We study the effects of noise and diffusion in an excitable slow-fast population system of the Leslie-Gower type. The phenomenon of noise-induced excitement is investigated in the zone of stable equilibria near the Andronov-Hopf bifurcation with the Canard explosion. The stochastic generation of mixed-mode oscillations is studied by numerical simulation and stochastic sensitivity analysis. Effects of the diffusion are considered for the spatially distributed variant of this slow-fast population model.
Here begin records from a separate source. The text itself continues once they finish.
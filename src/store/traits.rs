//! Unified `Database` trait: single async interface for conversation persistence.

use async_trait::async_trait;
use uuid::Uuid;

use crate::dialogue::state::{Conversation, MessageRole, StoredMessage};
use crate::error::DatabaseError;

/// Backend-agnostic storage for conversations and their message logs.
///
/// Writes to a single conversation are expected to be serialized by the
/// caller; the state-changing methods still refuse a stale `state_index` so a
/// missed lock cannot skip a question. Each of them records the user's answer
/// in the same transaction as the state change.
#[async_trait]
pub trait Database: Send + Sync {
    /// Run all pending schema migrations.
    async fn run_migrations(&self) -> Result<(), DatabaseError>;

    // ── Conversations ───────────────────────────────────────────────

    /// Create a conversation for `flow_type` at `state_index = 0`.
    async fn create_conversation(&self, flow_type: &str) -> Result<Conversation, DatabaseError>;

    /// Get a conversation by ID.
    async fn get_conversation(&self, id: Uuid) -> Result<Option<Conversation>, DatabaseError>;

    /// Append the user's `answer` and move `state_index` from `expected` to
    /// `expected + 1`, atomically.
    ///
    /// Fails with `DatabaseError::Constraint` (writing nothing) when the stored
    /// index differs from `expected` or the conversation is finished.
    async fn advance_conversation(
        &self,
        id: Uuid,
        expected: u32,
        answer: &str,
    ) -> Result<(u32, StoredMessage), DatabaseError>;

    /// Append the final `answer` and the synthesized `request`, and mark the
    /// conversation finished, atomically. `state_index` is left untouched.
    ///
    /// Same stale-index and finished checks as `advance_conversation`.
    async fn finish_conversation(
        &self,
        id: Uuid,
        expected: u32,
        answer: &str,
        request: &str,
    ) -> Result<Vec<StoredMessage>, DatabaseError>;

    // ── Messages ────────────────────────────────────────────────────

    /// Append a message to a conversation's log.
    async fn append_message(
        &self,
        conversation_id: Uuid,
        role: MessageRole,
        content: &str,
    ) -> Result<StoredMessage, DatabaseError>;

    /// Full message log, oldest first.
    async fn list_messages(&self, conversation_id: Uuid)
    -> Result<Vec<StoredMessage>, DatabaseError>;

    /// The last `limit` messages, oldest first.
    async fn recent_messages(
        &self,
        conversation_id: Uuid,
        limit: usize,
    ) -> Result<Vec<StoredMessage>, DatabaseError>;
}
//! Provider-agnostic request types and the `LlmProvider` trait.

use std::pin::Pin;
use std::time::Duration;

use async_trait::async_trait;
use futures::Stream;
use serde::{Deserialize, Serialize};

use crate::error::LlmError;

/// Role of a chat message sent to the model.
#[derive(Debug, Clone, Copy, PartialEq, Eq, Serialize, Deserialize)]
#[serde(rename_all = "lowercase")]
pub enum Role {
    User,
    Assistant,
}

/// A single message in a completion request.
#[derive(Debug, Clone, PartialEq, Eq, Serialize, Deserialize)]
pub struct ChatMessage {
    pub role: Role,
    pub content: String,
}

impl ChatMessage {
    pub fn user(content: impl Into<String>) -> Self {
        Self {
            role: Role::User,
            content: content.into(),
        }
    }

    pub fn assistant(content: impl Into<String>) -> Self {
        Self {
            role: Role::Assistant,
            content: content.into(),
        }
    }
}

/// A streaming completion request.
///
/// The system prompt travels separately from the message list; providers map
/// it onto their own preamble/system field.
#[derive(Debug, Clone, Default)]
pub struct CompletionRequest {
    pub system_prompt: Option<String>,
    pub messages: Vec<ChatMessage>,
    pub max_tokens: Option<u32>,
    pub temperature: Option<f32>,
    /// Overrides the gateway's default timeout for this call.
    pub timeout: Option<Duration>,
}

impl CompletionRequest {
    pub fn new(messages: Vec<ChatMessage>) -> Self {
        Self {
            messages,
            ..Default::default()
        }
    }

    pub fn with_system_prompt(mut self, prompt: impl Into<String>) -> Self {
        self.system_prompt = Some(prompt.into());
        self
    }

    pub fn with_max_tokens(mut self, max_tokens: u32) -> Self {
        self.max_tokens = Some(max_tokens);
        self
    }

    pub fn with_temperature(mut self, temperature: f32) -> Self {
        self.temperature = Some(temperature);
        self
    }

    pub fn with_timeout(mut self, timeout: Duration) -> Self {
        self.timeout = Some(timeout);
        self
    }
}

/// Incremental text tokens from a streaming completion.
pub type TokenStream = Pin<Box<dyn Stream<Item = Result<String, LlmError>> + Send>>;

/// A conversational model backend.
///
/// Implementations only open the stream; accumulation, timeouts and
/// cancellation belong to [`crate::llm::ModelGateway`].
#[async_trait]
pub trait LlmProvider: Send + Sync {
    /// Provider identifier used in logs and errors (e.g. "anthropic").
    fn provider_name(&self) -> &str;

    /// Model identifier requested from the provider.
    fn model_name(&self) -> &str;

    /// Start a streaming completion.
    async fn stream(&self, request: CompletionRequest) -> Result<TokenStream, LlmError>;
}
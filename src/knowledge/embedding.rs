//! Embedders turn text into fixed-size vectors.
//!
//! - `HashEmbedder` hashes lowercase word tokens into buckets with 64-bit
//!   FNV-1a. Deterministic across builds and platforms, and offline.
//! - `RigEmbedder` calls a hosted embedding model through rig-core.
//!
//! Every embedder reports an [`Embedder::id`]; the knowledge store records
//! it next to each vector and refuses to compare vectors from different ids.

use async_trait::async_trait;
use rig::embeddings::EmbeddingModel;

use crate::error::KnowledgeError;

/// Default dimensionality of [`HashEmbedder`] vectors.
pub const HASH_EMBEDDING_DIMENSIONS: usize = 384;

const FNV_OFFSET_BASIS: u64 = 0xcbf2_9ce4_8422_2325;
const FNV_PRIME: u64 = 0x0000_0100_0000_01b3;

/// Converts text into an embedding vector.
///
/// Ingestion and search must use the same embedder, otherwise scores are
/// meaningless.
#[async_trait]
pub trait Embedder: Send + Sync {
    async fn embed(&self, text: &str) -> Result<Vec<f32>, KnowledgeError>;

    /// Stable name of the embedding function, including anything that
    /// changes its output space (model, dimensionality).
    fn id(&self) -> String;
}

/// 64-bit FNV-1a over the UTF-8 bytes of `token`.
fn fnv1a(token: &str) -> u64 {
    token.bytes().fold(FNV_OFFSET_BASIS, |hash, byte| {
        (hash ^ u64::from(byte)).wrapping_mul(FNV_PRIME)
    })
}

/// Hashed bag-of-words embedder.
///
/// Each token adds ±1 to one bucket (sign taken from the top hash bit);
/// the result is L2-normalized. Text with no tokens yields the zero vector.
#[derive(Debug, Clone)]
pub struct HashEmbedder {
    dimensions: usize,
}

impl HashEmbedder {
    pub fn new() -> Self {
        Self::with_dimensions(HASH_EMBEDDING_DIMENSIONS)
    }

    pub fn with_dimensions(dimensions: usize) -> Self {
        Self {
            dimensions: dimensions.max(1),
        }
    }

    fn tokens(text: &str) -> impl Iterator<Item = String> + '_ {
        text.split(|c: char| !c.is_alphanumeric())
            .filter(|t| !t.is_empty())
            .map(|t| t.to_lowercase())
    }

    fn hash_to_vector(&self, text: &str) -> Vec<f32> {
        let mut vector = vec![0.0f32; self.dimensions];
        for token in Self::tokens(text) {
            let h = fnv1a(&token);
            let bucket = (h % self.dimensions as u64) as usize;
            let sign = if (h >> 63) & 1 == 0 { 1.0 } else { -1.0 };
            vector[bucket] += sign;
        }

        let magnitude: f32 = vector.iter().map(|x| x * x).sum::<f32>().sqrt();
        if magnitude > 0.0 {
            for x in &mut vector {
                *x /= magnitude;
            }
        }
        vector
    }
}

impl Default for HashEmbedder {
    fn default() -> Self {
        Self::new()
    }
}

#[async_trait]
impl Embedder for HashEmbedder {
    async fn embed(&self, text: &str) -> Result<Vec<f32>, KnowledgeError> {
        Ok(self.hash_to_vector(text))
    }

    fn id(&self) -> String {
        format!("hash-fnv1a/{}", self.dimensions)
    }
}

/// Embedder backed by a rig-core embedding model.
pub struct RigEmbedder<M> {
    model: M,
    model_name: String,
}

impl<M: EmbeddingModel> RigEmbedder<M> {
    pub fn new(model: M, model_name: &str) -> Self {
        Self {
            model,
            model_name: model_name.to_string(),
        }
    }
}

#[async_trait]
impl<M> Embedder for RigEmbedder<M>
where
    M: EmbeddingModel + 'static,
{
    async fn embed(&self, text: &str) -> Result<Vec<f32>, KnowledgeError> {
        let embedding =
            self.model
                .embed_text(text)
                .await
                .map_err(|e| KnowledgeError::EmbeddingFailed {
                    reason: format!("{}: {e}", self.model_name),
                })?;
        Ok(embedding.vec.into_iter().map(|x| x as f32).collect())
    }

    fn id(&self) -> String {
        format!("rig/{}", self.model_name)
    }
}

/// Build an OpenAI-backed embedder.
pub fn create_openai_embedder(
    api_key: &secrecy::SecretString,
    model: &str,
) -> Result<std::sync::Arc<dyn Embedder>, KnowledgeError> {
    use rig::client::EmbeddingsClient;
    use rig::providers::openai;
    use secrecy::ExposeSecret;

    let client: rig::client::Client<openai::client::OpenAIResponsesExt> =
        openai::Client::new(api_key.expose_secret()).map_err(|e| {
            KnowledgeError::EmbeddingFailed {
                reason: format!("Failed to create OpenAI client: {e}"),
            }
        })?;

    let embedding_model = client.embedding_model(model);
    tracing::info!("Using OpenAI embeddings (model: {})", model);
    Ok(std::sync::Arc::new(RigEmbedder::new(embedding_model, model)))
}

/// Cosine similarity of two vectors. Mismatched lengths or a zero vector score 0.
pub fn cosine_similarity(a: &[f32], b: &[f32]) -> f64 {
    if a.len() != b.len() {
        return 0.0;
    }

    let dot: f64 = a
        .iter()
        .zip(b.iter())
        .map(|(x, y)| (*x as f64) * (*y as f64))
        .sum();

    let mag_a: f64 = a.iter().map(|x| (*x as f64).powi(2)).sum::<f64>().sqrt();
    let mag_b: f64 = b.iter().map(|x| (*x as f64).powi(2)).sum::<f64>().sqrt();

    if mag_a == 0.0 || mag_b == 0.0 {
        return 0.0;
    }

    dot / (mag_a * mag_b)
}
//! Prompts for checklist formatting and contact selection.

use crate::retrieval::checklist::ChecklistStep;

/// Literal the model returns when no candidate phone number fits.
pub const NO_PHONE_SENTINEL: &str = "NoPhoneAvailable";

pub fn checklist_system_prompt() -> &'static str {
    "\
You are an assistant that writes structured checklists for bureaucratic procedures \
in Munich, based on information from the official city portal.

Return the response strictly as JSON with this structure:
{
  \"steps\": [\"Step 1: Description of the first step.\", \"Step 2: ...\"],
  \"pdf_links\": [\"...only PDF links that appear in the provided steps...\"],
  \"source\": \"...only a source URL that appears in the provided steps...\",
  \"closing\": \"Short concluding sentence summarizing the process or next steps.\"
}

Do not include explanations, comments or any text outside the JSON object."
}

/// Render retrieved steps and the user's request.
pub fn checklist_user_message(query: &str, steps: &[ChecklistStep]) -> String {
    let mut formatted = String::new();
    for (idx, step) in steps.iter().enumerate() {
        formatted.push_str(&format!("Step {}:\n{}\n", idx + 1, step.text));
        for detail in &step.details {
            formatted.push_str(&format!("- {detail}\n"));
        }
        if !step.pdf_links.is_empty() {
            formatted.push_str(&format!("PDF Links:\n{}\n", step.pdf_links.join("\n")));
        }
        formatted.push_str(&format!("Source: {}\n\n", step.source));
    }

    format!("Relevant steps:\n{formatted}User request: {query}")
}

pub fn phone_system_prompt() -> String {
    format!(
        "You pick the single best phone number for the user's request from a list of \
candidates found on official pages. Reply with the phone number exactly as listed and \
nothing else. If none of the candidates fits the request, reply with {NO_PHONE_SENTINEL}."
    )
}

/// One line per candidate: number, surrounding text, source page.
pub fn phone_user_message(query: &str, candidates: &[(String, String, String)]) -> String {
    let listed = candidates
        .iter()
        .enumerate()
        .map(|(i, (number, context, source))| {
            format!("{}. {number} | context: {context} | source: {source}", i + 1)
        })
        .collect::<Vec<_>>()
        .join("\n");
    format!("Candidates:\n{listed}\n\nUser request: {query}")
}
The phenomenon of the diffusion-induced generation of spatial patterns-attractors in the Turing instability zone is demonstrated. The multistability and variety of transient processes of the pattern formation are discussed. This article is part of the theme issue 'Patterns in soft and biological matters'.
我们研究了噪声和扩散对兴奋型快慢种群 Leslie-Gower 系统的影响。在具有卡纳德爆炸的 Andronov-Hopf 分岔附近的稳定平衡点区域中,研究了噪声诱导兴奋的现象。通过数值模拟和随机灵敏度分析研究了随机混合模式振荡的产生。考虑了该快慢种群模型的空间分布变体的扩散效应。展示了在 Turing 不稳定性区域中扩散诱导空间模式吸引子产生的现象。讨论了模式形成的瞬态过程的多稳定性和多样性。本文是“软物质和生物物质中的模式”主题特刊的一部分。